Massengale's announcement: He does not mention Opponent
Lehrmann by name 
Massengale v Lehrmann is a judicial contest in which the Republican primary electorate will ultimately render judgment, and there won't be any findings of facts and conclusions of law to explain the outcome. Nor any appeal of the verdict. The election contest will be it, and the only thing that counts is winning. The appeals - including appeals to primary voters' preconceived notions of what makes for good and not-so-good judges -- come before the critical decision-making event, not after.

And Massengale is getting an early start.

But what does it mean to not legislate from the bench, and what is conservative justice, as a distinct genre? 

To legislate means to make law, and the specific term refers to such law-making by the legislature, one of the three branches in the separation-of-powers system. So, by definition, the Supreme Court does not legislate. Legislating from the bench is an insult meted out upon those judges whose decisions are disfavored, and who allegedly usurped the function of the legislature in making those decisions and justifying them in appellate opinions.

But that does not mean the Supreme Court is not a policymaker; does not make binding rules; does not make law.

Quite to the contrary.

The Texas Supreme Court makes law by announcing what the state's common law is, and occasionally modifying it.  And it does not just do so by press release. It does so by issuing opinions that have the force of binding precedent for the state as a whole. Case law that all lower courts have to follow, if they like it or not. And the same goes for declaring what constitutional law is and is not and how it applies, and what statutes enacted by the Texas Legislature mean, for that matter. Rather than calling it interpretation, lawyers and jurists merely use a fancier term: statutory construction.

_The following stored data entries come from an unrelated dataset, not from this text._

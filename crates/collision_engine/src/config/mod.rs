//! Configuration system
//!
//! Collider settings load from `.toml` or `.ron` files, picked by extension.

use std::path::Path;

pub use serde::{Deserialize, Serialize};

use crate::foundation::math::{Vec3, AABB};
use crate::physics::collision_layers::CollisionFilter;
use crate::physics::collision_system::CollisionError;
use crate::spatial::{BroadPhase, GridBroadPhase, OctreeBroadPhase, OctreeConfig};

/// Supported configuration file formats
#[derive(Debug, Clone, Copy, PartialEq, Eq)]
pub enum ConfigFormat {
    /// TOML
    Toml,
    /// Rusty Object Notation
    Ron,
}

impl ConfigFormat {
    /// Format implied by the file extension
    pub fn from_path(path: &Path) -> Result<Self, ConfigError> {
        match path.extension().and_then(|extension| extension.to_str()) {
            Some("toml") => Ok(Self::Toml),
            Some("ron") => Ok(Self::Ron),
            _ => Err(ConfigError::UnsupportedFormat(path.display().to_string())),
        }
    }
}

/// Configuration trait
pub trait Config: Serialize + for<'de> Deserialize<'de> + Default {
    /// Parse configuration text in the given format
    fn from_str_as(contents: &str, format: ConfigFormat) -> Result<Self, ConfigError> {
        match format {
            ConfigFormat::Toml => toml::from_str(contents).map_err(|e| ConfigError::Parse(e.to_string())),
            ConfigFormat::Ron => ron::from_str(contents).map_err(|e| ConfigError::Parse(e.to_string())),
        }
    }

    /// Serialize configuration text in the given format
    fn to_string_as(&self, format: ConfigFormat) -> Result<String, ConfigError> {
        match format {
            ConfigFormat::Toml => toml::to_string_pretty(self).map_err(|e| ConfigError::Serialize(e.to_string())),
            ConfigFormat::Ron => ron::ser::to_string_pretty(self, ron::ser::PrettyConfig::default())
                .map_err(|e| ConfigError::Serialize(e.to_string())),
        }
    }

    /// Load configuration from file
    fn load_from_file(path: impl AsRef<Path>) -> Result<Self, ConfigError> {
        let path = path.as_ref();
        let format = ConfigFormat::from_path(path)?;
        let contents = std::fs::read_to_string(path)?;
        Self::from_str_as(&contents, format)
    }

    /// Save configuration to file
    fn save_to_file(&self, path: impl AsRef<Path>) -> Result<(), ConfigError> {
        let path = path.as_ref();
        let contents = self.to_string_as(ConfigFormat::from_path(path)?)?;
        std::fs::write(path, contents).map_err(ConfigError::Io)
    }
}

/// Configuration errors
#[derive(thiserror::Error, Debug)]
pub enum ConfigError {
    /// IO error
    #[error("IO error: {0}")]
    Io(#[from] std::io::Error),

    /// Parse error
    #[error("Parse error: {0}")]
    Parse(String),

    /// Serialization error
    #[error("Serialization error: {0}")]
    Serialize(String),

    /// Unsupported format
    #[error("Unsupported format: {0}")]
    UnsupportedFormat(String),
}

/// Broad-phase implementation and its parameters
#[derive(Debug, Clone, PartialEq, Serialize, Deserialize)]
pub enum BroadPhaseKind {
    /// Uniform grid over 2 or 3 axes
    Grid {
        /// Number of axes
        dimension: usize,
        /// Cell size per axis
        cell: [f32; 3],
    },
    /// Octree over fixed world bounds
    Octree {
        /// Minimum world corner
        min: [f32; 3],
        /// Maximum world corner
        max: [f32; 3],
        /// Subdivision settings
        #[serde(default)]
        config: OctreeConfig,
    },
}

impl BroadPhaseKind {
    /// Instantiate the broad phase
    pub fn build(&self) -> Result<Box<dyn BroadPhase>, CollisionError> {
        match self {
            Self::Grid { dimension, cell } => Ok(Box::new(GridBroadPhase::new(*dimension, Vec3::from(*cell))?)),
            Self::Octree { min, max, config } => {
                let bounds = AABB::new(Vec3::from(*min), Vec3::from(*max));
                if bounds.min.iter().zip(bounds.max.iter()).any(|(low, high)| low >= high) {
                    return Err(CollisionError::InvalidBroadPhase(format!(
                        "octree bounds are empty: {min:?} .. {max:?}"
                    )));
                }
                Ok(Box::new(OctreeBroadPhase::new(bounds, config.clone())))
            }
        }
    }
}

/// One broad phase with its optional gating filter
#[derive(Debug, Clone, PartialEq, Serialize, Deserialize)]
pub struct BroadPhaseConfig {
    /// Implementation
    pub kind: BroadPhaseKind,
    /// Bodies and queries rejected by this filter skip the broad phase
    #[serde(default)]
    pub collision_filter: Option<CollisionFilter>,
}

/// Fixed shape data for a shape type
#[derive(Debug, Clone, Copy, PartialEq, Serialize, Deserialize)]
pub enum ShapeManifest {
    /// Sphere
    Ball {
        /// Radius
        radius: f32,
    },
    /// Box
    Box {
        /// Half size per axis
        half_extents: [f32; 3],
    },
}

/// Manifest entry keyed by shape type hash
#[derive(Debug, Clone, PartialEq, Serialize, Deserialize)]
pub struct BodyManifest {
    /// Shape type hash
    pub shape_id: u32,
    /// Shape data
    pub shape: ShapeManifest,
}

/// Collision engine configuration
#[derive(Debug, Clone, PartialEq, Serialize, Deserialize)]
pub struct ColliderConfig {
    /// Broad phases, at least one
    pub broad_phases: Vec<BroadPhaseConfig>,
    /// Body manifests
    #[serde(default)]
    pub manifests: Vec<BodyManifest>,
}

impl Default for ColliderConfig {
    fn default() -> Self {
        Self {
            broad_phases: vec![BroadPhaseConfig {
                kind: BroadPhaseKind::Grid {
                    dimension: 3,
                    cell: [16.0, 16.0, 16.0],
                },
                collision_filter: None,
            }],
            manifests: Vec::new(),
        }
    }
}

impl Config for ColliderConfig {}
//! Object identity registry
//!
//! Hands out stable ids for collidable objects and resolves them back to their
//! owners. Ids are the FFI form of generational slot keys, so an id is never
//! handed out twice while its owner is alive and a stale id resolves to
//! nothing instead of to a newer object.

use std::cell::Cell;
use std::fmt;
use std::rc::{Rc, Weak};

use slotmap::{new_key_type, Key, KeyData, SlotMap};

use super::variable::SharedVar;

new_key_type! {
    struct RefKey;
}

/// Stable identifier of a registered object
#[derive(Debug, Clone, Copy, PartialEq, Eq, Hash, PartialOrd, Ord)]
pub struct RefId(u64);

impl RefId {
    /// The id of detached objects; never allocated by a registry
    pub const NONE: Self = Self(0);

    fn from_key(key: RefKey) -> Self {
        Self(key.data().as_ffi())
    }

    fn key(self) -> RefKey {
        KeyData::from_ffi(self.0).into()
    }

    /// Rebuild an id from its raw value
    pub const fn from_u64(raw: u64) -> Self {
        Self(raw)
    }

    /// Raw integer value
    pub fn as_u64(self) -> u64 {
        self.0
    }

    /// Whether this is [`RefId::NONE`]
    pub fn is_none(self) -> bool {
        self == Self::NONE
    }
}

impl fmt::Display for RefId {
    fn fmt(&self, f: &mut fmt::Formatter<'_>) -> fmt::Result {
        write!(f, "{:#x}", self.0)
    }
}

/// Identity record shared between an object and the registry
///
/// Carries the discarded state: either flipped explicitly through
/// [`Ref::discard`] or driven by an external boolean source.
pub struct Ref {
    id: RefId,
    discarded: Cell<bool>,
    discarded_source: Option<SharedVar<bool>>,
}

impl Ref {
    fn new(id: RefId, discarded_source: Option<SharedVar<bool>>) -> Self {
        Self {
            id,
            discarded: Cell::new(false),
            discarded_source,
        }
    }

    /// A reference that belongs to no registry
    pub fn detached() -> Rc<Self> {
        Rc::new(Self::new(RefId::NONE, None))
    }

    /// The stable id
    pub fn id(&self) -> RefId {
        self.id
    }

    /// Mark the object as discarded
    pub fn discard(&self) {
        self.discarded.set(true);
    }

    /// Whether the object was discarded, explicitly or by its source
    pub fn is_discarded(&self) -> bool {
        self.discarded.get() || self.discarded_source.as_ref().is_some_and(|source| source.val())
    }
}

impl fmt::Debug for Ref {
    fn fmt(&self, f: &mut fmt::Formatter<'_>) -> fmt::Result {
        f.debug_struct("Ref")
            .field("id", &self.id)
            .field("discarded", &self.is_discarded())
            .finish()
    }
}

struct RefSlot<T> {
    reference: Rc<Ref>,
    owner: Weak<T>,
}

/// Registry mapping stable ids to weakly held owners
pub struct RefRegistry<T> {
    slots: SlotMap<RefKey, RefSlot<T>>,
}

impl<T> RefRegistry<T> {
    /// Create an empty registry
    pub fn new() -> Self {
        Self {
            slots: SlotMap::with_key(),
        }
    }

    /// Allocate an id for `owner`
    ///
    /// Use with [`Rc::new_cyclic`] when the owner stores its own [`Ref`].
    pub fn allocate(&mut self, owner: Weak<T>, discarded: Option<SharedVar<bool>>) -> Rc<Ref> {
        let key = self.slots.insert_with_key(|key| RefSlot {
            reference: Rc::new(Ref::new(RefId::from_key(key), discarded)),
            owner,
        });
        Rc::clone(&self.slots[key].reference)
    }

    /// Resolve an id to its owner, if both are still alive
    pub fn resolve(&self, id: RefId) -> Option<Rc<T>> {
        if id.is_none() {
            return None;
        }
        self.slots.get(id.key()).and_then(|slot| slot.owner.upgrade())
    }

    /// Identity record of a registered id
    pub fn reference(&self, id: RefId) -> Option<&Rc<Ref>> {
        if id.is_none() {
            return None;
        }
        self.slots.get(id.key()).map(|slot| &slot.reference)
    }

    /// Release an id; returns `false` if it was not registered
    pub fn release(&mut self, id: RefId) -> bool {
        !id.is_none() && self.slots.remove(id.key()).is_some()
    }

    /// Number of live ids
    pub fn len(&self) -> usize {
        self.slots.len()
    }

    /// Whether no ids are registered
    pub fn is_empty(&self) -> bool {
        self.slots.is_empty()
    }
}

impl<T> Default for RefRegistry<T> {
    fn default() -> Self {
        Self::new()
    }
}
//! Incremental collision engine
//!
//! Each [`CollisionEngine::update`] runs four phases in order:
//!
//! 1. **Reap planning**: bodies whose disposal was deferred last tick join the
//!    removal set.
//! 2. **Poll**: every live body polls its sources; discarded bodies and bodies
//!    whose handles were all dropped join the removal set, moved or resized
//!    non-static bodies become dirty.
//! 3. **Resolve**: every dirty body searches the broad phases, runs the narrow
//!    phase against the candidates and diffs the result against its previous
//!    contact sets, firing begin/end notifications.
//! 4. **Reap**: removed bodies send their remaining end notifications and
//!    leave the broad phases, the body table and the registry.
//!
//! When a dirty body touches a body that is not dirty this tick, the engine
//! notifies both sides and updates the other body's contact set on its behalf.
//! When both are dirty, each side records the contact during its own
//! resolution. Every notification matches exactly one change to the
//! receiver's contact set, so begin and end notifications always alternate.

use std::collections::{HashMap, HashSet};
use std::mem;
use std::rc::Rc;

use crate::config::{ColliderConfig, ConfigError};
use crate::foundation::logging::{debug, info, trace};
use crate::foundation::math::{Quat, Vec3};
use crate::foundation::registry::{Ref, RefId, RefRegistry};
use crate::foundation::variable::SharedVar;
use crate::spatial::{BroadPhase, BroadPhaseResult};

use super::body::{Body, ContactKind};
use super::body_type::BodyType;
use super::collision::{BodyDef, NarrowPhase};
use super::collision_layers::CollisionFilter;
use super::manifold::{CollisionManifold, RayCastManifold};
use super::rigidbody::{Rigidbody, RigidbodyStub};
use super::shape::{Shape, ShapeType};
//! Logging setup for binaries and tests driving the collision core

pub use log::{debug, info, warn, error, trace};

/// Initialize logging from `RUST_LOG`, falling back to `default_filter`
///
/// Safe to call more than once; later calls are ignored.
pub fn init(default_filter: &str) {
    let _ = env_logger::Builder::from_env(env_logger::Env::default().default_filter_or(default_filter))
        .format_timestamp_millis()
        .try_init();
}

/// Initialize logging for unit tests (captured by the test harness)
#[cfg(test)]
pub(crate) fn init_for_tests() {
    let _ = env_logger::builder().is_test(true).try_init();
}
//! Engine-level tests driving bodies through whole ticks

mod lifecycle;

use std::rc::Rc;

use crate::foundation::logging;
use crate::foundation::math::{splat, Quat, Vec3, AABB};
use crate::foundation::variable::{constant, SharedVar};
use crate::physics::{
    BodyType, CollisionEngine, CollisionFilter, CollisionLayers, ContactRecorder, KinematicController,
    PrimitiveNarrowPhase, Rigidbody, Shape, ShapeType,
};
use crate::spatial::{BroadPhase, GridBroadPhase, OctreeBroadPhase, OctreeConfig};

type Engine = CollisionEngine<PrimitiveNarrowPhase>;

const PLAYER: u32 = CollisionLayers::bit(0);
const ENEMY: u32 = CollisionLayers::bit(1);
const PROJECTILE: u32 = CollisionLayers::bit(2);
const ENVIRONMENT: u32 = CollisionLayers::bit(3);

fn grid_engine() -> Engine {
    logging::init_for_tests();
    let grid: Box<dyn BroadPhase> = Box::new(GridBroadPhase::new(3, splat(16.0)).expect("valid grid"));
    CollisionEngine::new(vec![(grid, None)], PrimitiveNarrowPhase::new()).expect("engine builds")
}

fn octree_engine() -> Engine {
    logging::init_for_tests();
    let octree: Box<dyn BroadPhase> = Box::new(OctreeBroadPhase::new(
        AABB::new(splat(-256.0), splat(256.0)),
        OctreeConfig::default(),
    ));
    CollisionEngine::new(vec![(octree, None)], PrimitiveNarrowPhase::new()).expect("engine builds")
}

/// A body with a recorder attached
struct Watched {
    body: Rigidbody,
    recorder: Rc<ContactRecorder>,
}

impl Watched {
    fn attach(body: Rigidbody) -> Self {
        let recorder = Rc::new(ContactRecorder::new());
        body.set_collision_callback(Some(recorder.clone()));
        Self { body, recorder }
    }

    fn counts(&self) -> (usize, usize) {
        (self.recorder.begin_count(), self.recorder.end_count())
    }
}

fn spawn(
    engine: &mut Engine,
    body_type: BodyType,
    shape_type: ShapeType,
    size: f32,
    position: SharedVar<Vec3>,
    collision_filter: Option<CollisionFilter>,
) -> Watched {
    let body = engine
        .create_body(
            body_type,
            Shape::new(shape_type, splat(size)),
            position,
            constant(Quat::identity()),
            collision_filter,
            None,
        )
        .expect("body is created");
    Watched::attach(body)
}

fn ball_at(engine: &mut Engine, body_type: BodyType, size: f32, x: f32) -> Watched {
    spawn(engine, body_type, ShapeType::BALL, size, constant(Vec3::new(x, 0.0, 0.0)), None)
}

fn moving_ball(engine: &mut Engine, body_type: BodyType, size: f32, x: f32, velocity: f32) -> Watched {
    let controller = Rc::new(KinematicController::new(Vec3::new(x, 0.0, 0.0), Vec3::new(velocity, 0.0, 0.0)));
    let watched = spawn(engine, body_type, ShapeType::BALL, size, controller.position(), None);
    watched.body.set_controller(Some(controller));
    watched
}

fn run(engine: &mut Engine, ticks: u64) {
    for _ in 0..ticks {
        engine.update();
    }
}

The Supreme Court makes law through opinions it issues upon deciding the legal issues presented in cases it decides to review. That is its principal function.

The Supreme Court also promulgates, and periodically amends and revises, the rules of court, a recent example being the new Rules of Evidence. And that is not even an adjudicative function. It is a legislative function, albeit of the delegated variety. The Texas Supreme Court also oversees the State Bar and the attorney disciplinary system, and makes the rules by which it operates.

So, when Justice Massengale says he will not legislate from the bench, is he saying that he does not intend to do his job, should he be elected to the Texas Supreme Court, or that he does not understand the multiple roles the court of last resort in civil matters performs in this state's system of government?

Surely not.

Much rather, it is readily apparent that he is broadcasting buzz words to attract primary votes implying that his opponent is an out-of-control liberal. thereby hoping to counteract her incumbency advantage, and her already well-established record on the court to which Massengale now aspires.

Which just goes to show that judges are politicians, not just jurists, and that some are prone to stoop low when it comes to the exigencies of having to win an election, in this case a primary contest against an opponent deemed, for whatever reason, to be the most vulnerable of those up for re-election in the forthcoming season.

Not only are Massengale and Lehrmann both Republicans and bona-fide conservatives; they were both initially appointed to their respective appellate posts by Governor Rick Perry. So, in his rhetoric, Massengale is positioning himself to the right of Lehrmann, which puts him on a point of the ideological spectrum where he can paint her as a leftie, and as an activist judge. Massengale claims to be not merely more conservative than thou, but styles himself as the conservative choice in the primary race. Just what Republican primary voters need and deserve. What does that make Lehrmann? 

CASE-SPECIFIC CONSERVATISM: A TEST CASE - WHAT WOULD A TRUE CONSERVATIVE DO? 

So how would Massengale decide a case with a defining hot-button social values issue like same-sex divorce case disposed of by the Supremes last week?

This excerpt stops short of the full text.